Only the lines below starting at the one containing "pub struct FieldConfig" and ending at the one containing "Copy, Debug, PartialEq, Eq, Serialize, Deserialize)]" belong in the answer, each copied exactly.
──────
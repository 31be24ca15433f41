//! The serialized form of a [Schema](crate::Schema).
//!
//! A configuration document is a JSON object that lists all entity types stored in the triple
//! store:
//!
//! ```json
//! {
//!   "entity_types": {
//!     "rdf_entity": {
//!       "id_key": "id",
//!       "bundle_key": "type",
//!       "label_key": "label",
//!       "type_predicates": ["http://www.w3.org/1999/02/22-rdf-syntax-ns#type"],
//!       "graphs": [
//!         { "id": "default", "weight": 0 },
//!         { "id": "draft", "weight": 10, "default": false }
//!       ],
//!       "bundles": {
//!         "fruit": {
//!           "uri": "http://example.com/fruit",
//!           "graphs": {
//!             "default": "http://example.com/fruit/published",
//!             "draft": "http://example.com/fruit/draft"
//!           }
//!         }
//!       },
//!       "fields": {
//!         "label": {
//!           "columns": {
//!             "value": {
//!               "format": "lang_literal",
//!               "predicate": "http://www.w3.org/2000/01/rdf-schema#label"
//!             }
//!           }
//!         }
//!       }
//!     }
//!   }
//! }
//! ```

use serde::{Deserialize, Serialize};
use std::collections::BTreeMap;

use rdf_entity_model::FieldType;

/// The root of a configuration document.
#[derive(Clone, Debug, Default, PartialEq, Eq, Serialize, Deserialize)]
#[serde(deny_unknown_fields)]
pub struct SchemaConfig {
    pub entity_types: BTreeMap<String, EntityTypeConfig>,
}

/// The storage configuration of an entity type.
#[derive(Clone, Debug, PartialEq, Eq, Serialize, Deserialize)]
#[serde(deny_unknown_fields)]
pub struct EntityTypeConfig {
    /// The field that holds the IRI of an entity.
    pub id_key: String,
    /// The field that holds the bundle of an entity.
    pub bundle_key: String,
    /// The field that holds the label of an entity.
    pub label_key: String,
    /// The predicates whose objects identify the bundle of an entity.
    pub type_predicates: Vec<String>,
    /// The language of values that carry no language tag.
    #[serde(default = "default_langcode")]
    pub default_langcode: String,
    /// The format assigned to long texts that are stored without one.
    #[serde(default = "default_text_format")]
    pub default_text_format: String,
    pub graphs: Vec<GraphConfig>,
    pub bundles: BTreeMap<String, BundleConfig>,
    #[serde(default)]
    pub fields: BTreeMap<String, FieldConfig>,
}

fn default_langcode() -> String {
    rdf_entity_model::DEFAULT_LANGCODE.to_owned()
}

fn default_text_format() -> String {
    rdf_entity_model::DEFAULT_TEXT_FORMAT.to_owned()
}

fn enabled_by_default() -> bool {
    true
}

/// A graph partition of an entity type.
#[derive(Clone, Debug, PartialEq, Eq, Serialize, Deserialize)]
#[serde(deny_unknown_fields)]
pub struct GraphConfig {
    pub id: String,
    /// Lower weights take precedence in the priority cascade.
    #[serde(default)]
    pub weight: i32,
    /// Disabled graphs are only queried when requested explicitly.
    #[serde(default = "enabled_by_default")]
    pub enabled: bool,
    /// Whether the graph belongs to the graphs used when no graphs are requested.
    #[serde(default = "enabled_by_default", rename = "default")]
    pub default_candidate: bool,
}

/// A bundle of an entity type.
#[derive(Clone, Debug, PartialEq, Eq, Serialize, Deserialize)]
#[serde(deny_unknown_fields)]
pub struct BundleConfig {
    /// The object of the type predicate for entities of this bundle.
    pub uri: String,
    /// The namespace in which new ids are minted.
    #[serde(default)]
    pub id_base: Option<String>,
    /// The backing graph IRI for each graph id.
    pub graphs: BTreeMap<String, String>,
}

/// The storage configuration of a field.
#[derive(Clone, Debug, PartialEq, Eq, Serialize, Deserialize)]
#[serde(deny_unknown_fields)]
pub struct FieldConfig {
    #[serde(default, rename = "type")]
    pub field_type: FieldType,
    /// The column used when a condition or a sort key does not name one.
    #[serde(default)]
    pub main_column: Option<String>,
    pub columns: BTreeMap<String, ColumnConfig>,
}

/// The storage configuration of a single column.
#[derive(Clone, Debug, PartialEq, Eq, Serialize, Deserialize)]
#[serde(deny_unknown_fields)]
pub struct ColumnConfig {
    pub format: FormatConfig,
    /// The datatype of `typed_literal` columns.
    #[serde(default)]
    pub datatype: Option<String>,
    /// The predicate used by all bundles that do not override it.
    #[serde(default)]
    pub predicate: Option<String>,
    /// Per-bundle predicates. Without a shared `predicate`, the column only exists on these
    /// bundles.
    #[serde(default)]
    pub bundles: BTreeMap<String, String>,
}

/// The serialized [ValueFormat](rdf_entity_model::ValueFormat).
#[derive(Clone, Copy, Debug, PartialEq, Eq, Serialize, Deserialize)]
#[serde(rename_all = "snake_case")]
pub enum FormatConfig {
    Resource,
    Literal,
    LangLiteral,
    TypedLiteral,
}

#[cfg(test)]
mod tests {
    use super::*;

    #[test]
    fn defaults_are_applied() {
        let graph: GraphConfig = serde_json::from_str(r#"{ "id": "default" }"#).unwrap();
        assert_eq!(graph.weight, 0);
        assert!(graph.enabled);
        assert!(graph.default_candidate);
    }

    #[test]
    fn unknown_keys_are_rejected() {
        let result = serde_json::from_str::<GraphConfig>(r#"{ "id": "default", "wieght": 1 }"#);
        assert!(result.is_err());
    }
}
──────
Your solution:
pub struct FieldConfig {
    #[serde(default, rename = "type")]
    pub field_type: FieldType,
    /// The column used when a condition or a sort key does not name one.
    #[serde(default)]
    pub main_column: Option<String>,
    pub columns: BTreeMap<String, ColumnConfig>,
}

/// The storage configuration of a single column.
#[derive(Clone, Debug, PartialEq, Eq, Serialize, Deserialize)]
#[serde(deny_unknown_fields)]
pub struct ColumnConfig {
    pub format: FormatConfig,
    /// The datatype of `typed_literal` columns.
    #[serde(default)]
    pub datatype: Option<String>,
    /// The predicate used by all bundles that do not override it.
    #[serde(default)]
    pub predicate: Option<String>,
    /// Per-bundle predicates. Without a shared `predicate`, the column only exists on these
    /// bundles.
    #[serde(default)]
    pub bundles: BTreeMap<String, String>,
}

/// The serialized [ValueFormat](rdf_entity_model::ValueFormat).
#[derive(Clone, Copy, Debug, PartialEq, Eq, Serialize, Deserialize)]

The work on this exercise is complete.